Ramón Bello Serrano

Ramón Bello Serrano


Sarrión

02/10/2021

Cuando uno entierra a su padre suma y resta ausencias. Siempre recuerda uno a quienes no fueron -quizá no asistieron por pereza o incuria; o por un rencor que afloró ese día; o por pura desgana; pero a esas cosas conviene orillarlas; quién no asistió a un funeral o ni siquiera llamó al teléfono de la sala de duelos; nadie está libre de esa falta; falta que deja impresa como una sanción moral que te persigue un poco; y no te remuerde por lo que piense el deudo del muerto y sí por tu valía escasa- y en esa resta estaba, con todo derecho, por motivos de salud, Antonio Martínez Sarrión.
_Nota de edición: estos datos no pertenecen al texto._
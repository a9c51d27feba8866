use super::store::PetStore;
use crate::{
    config::DatabaseSettings,
    error::Result,
    model::{NewOwner, NewPet, Owner, Pet},
};
use async_trait::async_trait;
use sqlx::sqlite::{SqliteConnectOptions, SqlitePool, SqlitePoolOptions};
use std::str::FromStr;
use tracing::{debug, info, instrument};

const OWNER_COLUMNS: &str = "id, name, age";
const PET_COLUMNS: &str = "id, name, animal_type, breed, age, favorite_treat, owner_id";

/// [`PetStore`] backed by an sqlx SQLite pool.
#[derive(Clone)]
pub struct SqliteStore {
    pool: SqlitePool,
}

impl SqliteStore {
    /// Opens a pool for `settings.database_url`.
    ///
    /// Every connection to `sqlite::memory:` is its own database, so in-memory
    /// stores hold exactly one connection that is never closed by the pool.
    #[instrument(skip(settings), fields(url = %settings.database_url))]
    pub async fn connect(settings: &DatabaseSettings) -> Result<Self> {
        let options = SqliteConnectOptions::from_str(&settings.database_url)?;

        let pool_options = if settings.is_in_memory() {
            SqlitePoolOptions::new()
                .max_connections(1)
                .min_connections(1)
                .idle_timeout(None)
                .max_lifetime(None)
        } else {
            SqlitePoolOptions::new().max_connections(settings.max_connections.max(1))
        };

        let pool = pool_options.connect_with(options).await?;
        info!(
            max_connections = settings.max_connections,
            in_memory = settings.is_in_memory(),
            "Opened SQLite pool"
        );

        let store = Self { pool };
        if settings.auto_migrate {
            store.migrate().await?;
        }
        Ok(store)
    }

    /// Applies the embedded migrations that have not run yet.
    pub async fn migrate(&self) -> Result<()> {
        sqlx::migrate!().run(&self.pool).await?;
        debug!("Migrations applied");
        Ok(())
    }

    /// Inserts a demo owner with two pets in a single transaction.
    pub async fn seed(&self) -> Result<(Owner, Vec<Pet>)> {
        let mut tx = self.pool.begin().await?;

        let owner: Owner = sqlx::query_as(&format!(
            "INSERT INTO owners (name, age) VALUES (?, ?) RETURNING {OWNER_COLUMNS}"
        ))
        .bind("Ann")
        .bind(30)
        .fetch_one(&mut *tx)
        .await?;

        let fixtures = [
            NewPet::new("Rex", "dog", owner.id)
                .with_breed("lab")
                .with_age(2)
                .with_favorite_treat("bone"),
            NewPet::new("Tom", "cat", owner.id)
                .with_breed("tabby")
                .with_age(5)
                .with_favorite_treat("tuna"),
        ];

        let mut pets = Vec::with_capacity(fixtures.len());
        for pet in fixtures {
            let row: Pet = sqlx::query_as(&insert_pet_sql())
                .bind(pet.name)
                .bind(pet.animal_type)
                .bind(pet.breed)
                .bind(pet.age)
                .bind(pet.favorite_treat)
                .bind(pet.owner_id)
                .fetch_one(&mut *tx)
                .await?;
            pets.push(row);
        }

        tx.commit().await?;
        info!(owner_id = owner.id, pets = pets.len(), "Seeded demo data");
        Ok((owner, pets))
    }

    pub async fn close(&self) {
        self.pool.close().await;
    }
}

fn insert_pet_sql() -> String {
    format!(
        "INSERT INTO pets (name, animal_type, breed, age, favorite_treat, owner_id) \
         VALUES (?, ?, ?, ?, ?, ?) RETURNING {PET_COLUMNS}"
    )
}

#[async_trait]
impl PetStore for SqliteStore {
    #[instrument(skip(self), level = "debug")]
    async fn find_owner(&self, id: i64) -> Result<Option<Owner>> {
        let sql = format!("SELECT {OWNER_COLUMNS} FROM owners WHERE id = ?");
        let owner: Option<Owner> = sqlx::query_as(&sql)
            .bind(id)
            .fetch_optional(&self.pool)
            .await?;
        Ok(owner)
    }

    #[instrument(skip(self), level = "debug")]
    async fn find_owners_pets(&self, owner_id: i64) -> Result<Vec<Pet>> {
        let pets: Vec<Pet> = sqlx::query_as(
            "SELECT pets.id, pets.name, pets.animal_type, pets.breed, pets.age, \
             pets.favorite_treat, pets.owner_id \
             FROM pets INNER JOIN owners ON owners.id = pets.owner_id \
             WHERE pets.owner_id = ?",
        )
        .bind(owner_id)
        .fetch_all(&self.pool)
        .await?;
        Ok(pets)
    }

    #[instrument(skip(self), level = "debug")]
    async fn find_all_owners(&self) -> Result<Vec<Owner>> {
        let owners: Vec<Owner> = sqlx::query_as(&format!("SELECT {OWNER_COLUMNS} FROM owners"))
            .fetch_all(&self.pool)
            .await?;
        Ok(owners)
    }

    #[instrument(skip(self, owner), level = "debug", fields(name = %owner.name))]
    async fn add_owner(&self, owner: NewOwner) -> Result<Owner> {
        let created: Owner = sqlx::query_as(&format!(
            "INSERT INTO owners (name, age) VALUES (?, ?) RETURNING {OWNER_COLUMNS}"
        ))
        .bind(owner.name)
        .bind(owner.age)
        .fetch_one(&self.pool)
        .await?;
        debug!(id = created.id, "Inserted owner");
        Ok(created)
    }

    #[instrument(skip(self), level = "debug")]
    async fn delete_owner(&self, id: i64) -> Result<u64> {
        let result = sqlx::query("DELETE FROM owners WHERE id = ?")
            .bind(id)
            .execute(&self.pool)
            .await?;
        Ok(result.rows_affected())
    }

    #[instrument(skip(self), level = "debug")]
    async fn find_pet(&self, id: i64) -> Result<Option<Pet>> {
        let sql = format!("SELECT {PET_COLUMNS} FROM pets WHERE id = ?");
        let pet: Option<Pet> = sqlx::query_as(&sql)
            .bind(id)
            .fetch_optional(&self.pool)
            .await?;
        Ok(pet)
    }

    #[instrument(skip(self), level = "debug")]
    async fn find_all_pets(&self) -> Result<Vec<Pet>> {
        let pets: Vec<Pet> = sqlx::query_as(&format!("SELECT {PET_COLUMNS} FROM pets"))
            .fetch_all(&self.pool)
            .await?;
        Ok(pets)
    }

    #[instrument(
        skip(self, pet),
        level = "debug",
        fields(name = %pet.name, owner_id = pet.owner_id)
    )]
    async fn add_pet(&self, pet: NewPet) -> Result<Pet> {
        let created: Pet = sqlx::query_as(&insert_pet_sql())
            .bind(pet.name)
            .bind(pet.animal_type)
            .bind(pet.breed)
            .bind(pet.age)
            .bind(pet.favorite_treat)
            .bind(pet.owner_id)
            .fetch_one(&self.pool)
            .await?;
        debug!(id = created.id, "Inserted pet");
        Ok(created)
    }

    #[instrument(skip(self), level = "debug")]
    async fn delete_pet(&self, id: i64) -> Result<u64> {
        let result = sqlx::query("DELETE FROM pets WHERE id = ?")
            .bind(id)
            .execute(&self.pool)
            .await?;
        Ok(result.rows_affected())
    }
}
La noche que enterré a mi padre, Sarrión me llamó desde su casa de Madrid y hablamos dos horas largas por teléfono para contarnos las mismas cosas       -en realidad eran muy pocas cosas-; Sarrión era, por su generación, del tiempo poético y cultural de mi padre; así que mi prosa y andadura le eran extrañas -si uno sostiene la traducción de Las flores de Mal, en la edición de La Gaya Ciencia de 1977, comprenderá lo que digo; ese volumen (edición de mil ejemplares de papel alisado y 50 ejemplares numerados en papel de hilo) lo dice todo de una generación poética-. Hablamos de mi padre -de esto hará muy pronto cinco años- y lo último que supe de Sarrión lo fue por Miguel Ángel Gallardo; teníamos pendiente un pequeño homenaje: recitar y grabar algunos de sus poemas; y hacérselos llegar antes de que fuere tarde -y se nos hizo tarde ya del todo-. La noche que enterré a mi padre -sin querer uno echaba en falta a los que no fueron y permanecieron mudos, antaño vocingleros y de adulación fácil- Sarrión me dijo que mi padre siempre fue uno de sus maestros, repasó con detalle aquellos años, hablamos de don Francisco Pérez y se quejó amargamente de algo que me callaré por prudencia, pudor y elegancia. No volví a hablar con Sarrión -de él sí hablé con Eduardo Torres Dulce a propósito de las memorias de John Huston- al que siempre tuve presente cuando leía a don Juan Benet -Sarrión lo cita como el único que leyó el manuscrito completo de la traducción de Baudelaire-. Mi padre y yo hablamos poco de Antonio -las generaciones literarias rivalizan- y sí de la común ceguera.